Would you reproduce the entries exactly, including every line?
═════ RECORDS ═════
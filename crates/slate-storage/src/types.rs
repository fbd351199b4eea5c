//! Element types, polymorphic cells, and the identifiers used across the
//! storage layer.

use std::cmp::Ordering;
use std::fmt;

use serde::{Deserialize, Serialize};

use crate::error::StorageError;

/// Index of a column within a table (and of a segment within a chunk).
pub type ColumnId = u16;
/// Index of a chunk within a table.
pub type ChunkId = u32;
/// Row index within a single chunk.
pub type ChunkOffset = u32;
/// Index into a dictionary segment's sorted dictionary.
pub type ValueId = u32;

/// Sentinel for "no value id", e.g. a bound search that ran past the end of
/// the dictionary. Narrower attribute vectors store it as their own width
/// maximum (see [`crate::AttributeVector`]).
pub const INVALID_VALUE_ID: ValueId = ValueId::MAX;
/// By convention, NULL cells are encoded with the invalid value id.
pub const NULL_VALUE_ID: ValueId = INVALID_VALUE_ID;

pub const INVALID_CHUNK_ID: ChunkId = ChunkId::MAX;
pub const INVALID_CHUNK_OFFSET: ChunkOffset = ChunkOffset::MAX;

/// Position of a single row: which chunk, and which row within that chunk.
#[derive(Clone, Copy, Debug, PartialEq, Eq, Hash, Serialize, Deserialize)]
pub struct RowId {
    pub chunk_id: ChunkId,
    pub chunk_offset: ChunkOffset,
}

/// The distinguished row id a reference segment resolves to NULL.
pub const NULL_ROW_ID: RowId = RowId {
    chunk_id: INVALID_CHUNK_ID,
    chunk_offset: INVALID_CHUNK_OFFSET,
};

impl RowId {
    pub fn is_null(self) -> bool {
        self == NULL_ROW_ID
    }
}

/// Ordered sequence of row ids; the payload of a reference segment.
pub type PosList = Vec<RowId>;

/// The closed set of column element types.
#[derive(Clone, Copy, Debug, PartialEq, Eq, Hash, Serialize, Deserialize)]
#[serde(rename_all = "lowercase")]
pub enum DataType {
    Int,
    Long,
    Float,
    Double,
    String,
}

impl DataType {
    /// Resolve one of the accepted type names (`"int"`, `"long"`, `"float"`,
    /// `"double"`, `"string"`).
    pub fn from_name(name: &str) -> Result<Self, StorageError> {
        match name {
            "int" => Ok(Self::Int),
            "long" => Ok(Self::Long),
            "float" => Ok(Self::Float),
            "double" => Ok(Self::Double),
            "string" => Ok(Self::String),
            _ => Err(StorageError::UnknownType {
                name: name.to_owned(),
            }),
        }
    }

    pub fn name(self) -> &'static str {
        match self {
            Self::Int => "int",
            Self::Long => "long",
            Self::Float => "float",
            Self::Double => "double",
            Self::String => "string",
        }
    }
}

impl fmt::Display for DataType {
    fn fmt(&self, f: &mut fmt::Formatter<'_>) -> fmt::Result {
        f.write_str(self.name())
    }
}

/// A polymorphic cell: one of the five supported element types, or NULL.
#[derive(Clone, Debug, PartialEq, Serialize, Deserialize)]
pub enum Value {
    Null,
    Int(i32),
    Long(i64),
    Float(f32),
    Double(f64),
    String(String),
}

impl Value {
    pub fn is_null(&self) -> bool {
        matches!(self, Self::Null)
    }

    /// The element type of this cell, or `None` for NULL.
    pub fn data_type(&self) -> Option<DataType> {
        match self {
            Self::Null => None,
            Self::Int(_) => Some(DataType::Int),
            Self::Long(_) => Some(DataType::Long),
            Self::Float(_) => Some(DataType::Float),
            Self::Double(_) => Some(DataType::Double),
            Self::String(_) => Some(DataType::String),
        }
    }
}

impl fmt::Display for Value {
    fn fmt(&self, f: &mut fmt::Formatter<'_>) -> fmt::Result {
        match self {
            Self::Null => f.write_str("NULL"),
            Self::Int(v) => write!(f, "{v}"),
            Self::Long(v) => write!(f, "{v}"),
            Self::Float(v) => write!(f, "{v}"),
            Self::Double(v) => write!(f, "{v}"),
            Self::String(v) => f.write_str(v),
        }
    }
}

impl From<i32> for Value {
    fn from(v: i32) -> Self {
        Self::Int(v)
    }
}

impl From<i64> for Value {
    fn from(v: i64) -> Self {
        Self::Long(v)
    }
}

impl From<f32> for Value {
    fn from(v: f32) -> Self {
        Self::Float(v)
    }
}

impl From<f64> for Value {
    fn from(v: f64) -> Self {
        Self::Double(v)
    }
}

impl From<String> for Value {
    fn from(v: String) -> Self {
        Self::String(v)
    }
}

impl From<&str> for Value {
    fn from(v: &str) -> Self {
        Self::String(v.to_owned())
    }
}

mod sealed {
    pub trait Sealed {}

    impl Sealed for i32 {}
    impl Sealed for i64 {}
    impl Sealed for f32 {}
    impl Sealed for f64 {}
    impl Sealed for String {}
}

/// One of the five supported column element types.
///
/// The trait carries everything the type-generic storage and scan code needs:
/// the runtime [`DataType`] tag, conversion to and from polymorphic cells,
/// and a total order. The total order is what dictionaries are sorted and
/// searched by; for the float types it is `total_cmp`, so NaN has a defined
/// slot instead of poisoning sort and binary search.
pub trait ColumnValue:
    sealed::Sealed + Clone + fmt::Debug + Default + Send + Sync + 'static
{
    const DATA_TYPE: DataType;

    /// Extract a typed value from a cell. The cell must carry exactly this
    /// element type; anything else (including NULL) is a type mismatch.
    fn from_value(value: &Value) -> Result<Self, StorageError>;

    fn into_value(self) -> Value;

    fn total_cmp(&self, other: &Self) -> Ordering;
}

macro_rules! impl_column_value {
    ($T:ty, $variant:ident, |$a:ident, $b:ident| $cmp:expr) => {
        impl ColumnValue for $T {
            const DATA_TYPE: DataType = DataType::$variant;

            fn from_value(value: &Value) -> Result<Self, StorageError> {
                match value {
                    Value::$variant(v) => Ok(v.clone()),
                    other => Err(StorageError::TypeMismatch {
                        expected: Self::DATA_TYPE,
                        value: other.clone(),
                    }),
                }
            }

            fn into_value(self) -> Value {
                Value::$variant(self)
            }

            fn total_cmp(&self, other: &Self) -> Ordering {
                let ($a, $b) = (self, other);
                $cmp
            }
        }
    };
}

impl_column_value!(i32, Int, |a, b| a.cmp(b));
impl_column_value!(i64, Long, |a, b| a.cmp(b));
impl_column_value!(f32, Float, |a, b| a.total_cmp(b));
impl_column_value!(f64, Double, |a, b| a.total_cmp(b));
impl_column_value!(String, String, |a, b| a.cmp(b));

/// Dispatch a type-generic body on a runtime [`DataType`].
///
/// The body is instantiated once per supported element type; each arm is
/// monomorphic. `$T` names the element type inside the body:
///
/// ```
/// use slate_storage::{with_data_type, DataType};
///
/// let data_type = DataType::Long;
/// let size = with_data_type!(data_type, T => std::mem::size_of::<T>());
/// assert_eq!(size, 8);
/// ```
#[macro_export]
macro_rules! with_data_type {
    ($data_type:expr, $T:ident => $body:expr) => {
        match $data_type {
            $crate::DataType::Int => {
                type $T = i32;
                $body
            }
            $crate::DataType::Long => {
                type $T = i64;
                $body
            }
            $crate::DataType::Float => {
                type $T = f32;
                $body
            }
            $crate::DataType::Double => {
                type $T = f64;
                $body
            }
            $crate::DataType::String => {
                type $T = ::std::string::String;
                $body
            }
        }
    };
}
═════
◆ **EXERCISE RESULT**
filename crates/slate-storage/src/types.rs
repository fbd351199b4eea5c
//! Element types, polymorphic cells, and the identifiers used across the
//! storage layer.

use std::cmp::Ordering;
use std::fmt;

use serde::{Deserialize, Serialize};

use crate::error::StorageError;

/// Index of a column within a table (and of a segment within a chunk).
pub type ColumnId = u16;
/// Index of a chunk within a table.
pub type ChunkId = u32;
/// Row index within a single chunk.
pub type ChunkOffset = u32;
/// Index into a dictionary segment's sorted dictionary.
pub type ValueId = u32;

/// Sentinel for "no value id", e.g. a bound search that ran past the end of
/// the dictionary. Narrower attribute vectors store it as their own width
/// maximum (see [`crate::AttributeVector`]).
pub const INVALID_VALUE_ID: ValueId = ValueId::MAX;
/// By convention, NULL cells are encoded with the invalid value id.
pub const NULL_VALUE_ID: ValueId = INVALID_VALUE_ID;

pub const INVALID_CHUNK_ID: ChunkId = ChunkId::MAX;
pub const INVALID_CHUNK_OFFSET: ChunkOffset = ChunkOffset::MAX;

/// Position of a single row: which chunk, and which row within that chunk.
#[derive(Clone, Copy, Debug, PartialEq, Eq, Hash, Serialize, Deserialize)]
pub struct RowId {
    pub chunk_id: ChunkId,
    pub chunk_offset: ChunkOffset,
}

/// The distinguished row id a reference segment resolves to NULL.
pub const NULL_ROW_ID: RowId = RowId {
    chunk_id: INVALID_CHUNK_ID,
    chunk_offset: INVALID_CHUNK_OFFSET,
};

impl RowId {
    pub fn is_null(self) -> bool {
        self == NULL_ROW_ID
    }
}

/// Ordered sequence of row ids; the payload of a reference segment.
pub type PosList = Vec<RowId>;

/// The closed set of column element types.
#[derive(Clone, Copy, Debug, PartialEq, Eq, Hash, Serialize, Deserialize)]
#[serde(rename_all = "lowercase")]
pub enum DataType {
    Int,
    Long,
    Float,
    Double,
    String,
}

impl DataType {
    /// Resolve one of the accepted type names (`"int"`, `"long"`, `"float"`,
    /// `"double"`, `"string"`).
    pub fn from_name(name: &str) -> Result<Self, StorageError> {
        match name {
            "int" => Ok(Self::Int),
            "long" => Ok(Self::Long),
            "float" => Ok(Self::Float),
            "double" => Ok(Self::Double),
            "string" => Ok(Self::String),
            _ => Err(StorageError::UnknownType {
                name: name.to_owned(),
            }),
        }
    }

    pub fn name(self) -> &'static str {
        match self {
            Self::Int => "int",
            Self::Long => "long",
            Self::Float => "float",
            Self::Double => "double",
            Self::String => "string",
        }
    }
}

impl fmt::Display for DataType {
    fn fmt(&self, f: &mut fmt::Formatter<'_>) -> fmt::Result {
        f.write_str(self.name())
    }
}

/// A polymorphic cell: one of the five supported element types, or NULL.
#[derive(Clone, Debug, PartialEq, Serialize, Deserialize)]
pub enum Value {
    Null,
    Int(i32),
    Long(i64),
    Float(f32),
    Double(f64),
    String(String),
}

impl Value {
    pub fn is_null(&self) -> bool {
        matches!(self, Self::Null)
    }

    /// The element type of this cell, or `None` for NULL.
    pub fn data_type(&self) -> Option<DataType> {
        match self {
            Self::Null => None,
            Self::Int(_) => Some(DataType::Int),
            Self::Long(_) => Some(DataType::Long),
            Self::Float(_) => Some(DataType::Float),
            Self::Double(_) => Some(DataType::Double),
            Self::String(_) => Some(DataType::String),
        }
    }
}

impl fmt::Display for Value {
    fn fmt(&self, f: &mut fmt::Formatter<'_>) -> fmt::Result {
        match self {
            Self::Null => f.write_str("NULL"),
            Self::Int(v) => write!(f, "{v}"),
            Self::Long(v) => write!(f, "{v}"),
            Self::Float(v) => write!(f, "{v}"),
            Self::Double(v) => write!(f, "{v}"),
            Self::String(v) => f.write_str(v),
        }
    }
}

impl From<i32> for Value {
    fn from(v: i32) -> Self {
        Self::Int(v)
    }
}

impl From<i64> for Value {
    fn from(v: i64) -> Self {
        Self::Long(v)
    }
}

impl From<f32> for Value {
    fn from(v: f32) -> Self {
        Self::Float(v)
    }
}

impl From<f64> for Value {
    fn from(v: f64) -> Self {
        Self::Double(v)
    }
}

impl From<String> for Value {
    fn from(v: String) -> Self {
        Self::String(v)
    }
}

impl From<&str> for Value {
    fn from(v: &str) -> Self {
        Self::String(v.to_owned())
    }
}

mod sealed {
    pub trait Sealed {}

    impl Sealed for i32 {}
    impl Sealed for i64 {}
    impl Sealed for f32 {}
    impl Sealed for f64 {}
    impl Sealed for String {}
}

/// One of the five supported column element types.
///
/// The trait carries everything the type-generic storage and scan code needs:
/// the runtime [`DataType`] tag, conversion to and from polymorphic cells,
/// and a total order. The total order is what dictionaries are sorted and
/// searched by; for the float types it is `total_cmp`, so NaN has a defined
/// slot instead of poisoning sort and binary search.
pub trait ColumnValue:
    sealed::Sealed + Clone + fmt::Debug + Default + Send + Sync + 'static
{
    const DATA_TYPE: DataType;

    /// Extract a typed value from a cell. The cell must carry exactly this
    /// element type; anything else (including NULL) is a type mismatch.
    fn from_value(value: &Value) -> Result<Self, StorageError>;

    fn into_value(self) -> Value;

    fn total_cmp(&self, other: &Self) -> Ordering;
}

macro_rules! impl_column_value {
    ($T:ty, $variant:ident, |$a:ident, $b:ident| $cmp:expr) => {
        impl ColumnValue for $T {
            const DATA_TYPE: DataType = DataType::$variant;

            fn from_value(value: &Value) -> Result<Self, StorageError> {
                match value {
                    Value::$variant(v) => Ok(v.clone()),
                    other => Err(StorageError::TypeMismatch {
                        expected: Self::DATA_TYPE,
                        value: other.clone(),
                    }),
                }
            }

            fn into_value(self) -> Value {
                Value::$variant(self)
            }

            fn total_cmp(&self, other: &Self) -> Ordering {
                let ($a, $b) = (self, other);
                $cmp
            }
        }
    };
}

impl_column_value!(i32, Int, |a, b| a.cmp(b));
impl_column_value!(i64, Long, |a, b| a.cmp(b));
impl_column_value!(f32, Float, |a, b| a.total_cmp(b));
impl_column_value!(f64, Double, |a, b| a.total_cmp(b));
impl_column_value!(String, String, |a, b| a.cmp(b));

/// Dispatch a type-generic body on a runtime [`DataType`].
///
/// The body is instantiated once per supported element type; each arm is
/// monomorphic. `$T` names the element type inside the body:
///
/// ```
/// use slate_storage::{with_data_type, DataType};
///
/// let data_type = DataType::Long;
/// let size = with_data_type!(data_type, T => std::mem::size_of::<T>());
/// assert_eq!(size, 8);
/// ```
#[macro_export]
macro_rules! with_data_type {
    ($data_type:expr, $T:ident => $body:expr) => {
        match $data_type {
            $crate::DataType::Int => {
                type $T = i32;
                $body
            }
            $crate::DataType::Long => {
                type $T = i64;
                $body
            }
            $crate::DataType::Float => {
                type $T = f32;
                $body
            }
            $crate::DataType::Double => {
                type $T = f64;
                $body
            }
            $crate::DataType::String => {
                type $T = ::std::string::String;
                $body
            }
        }
    };
}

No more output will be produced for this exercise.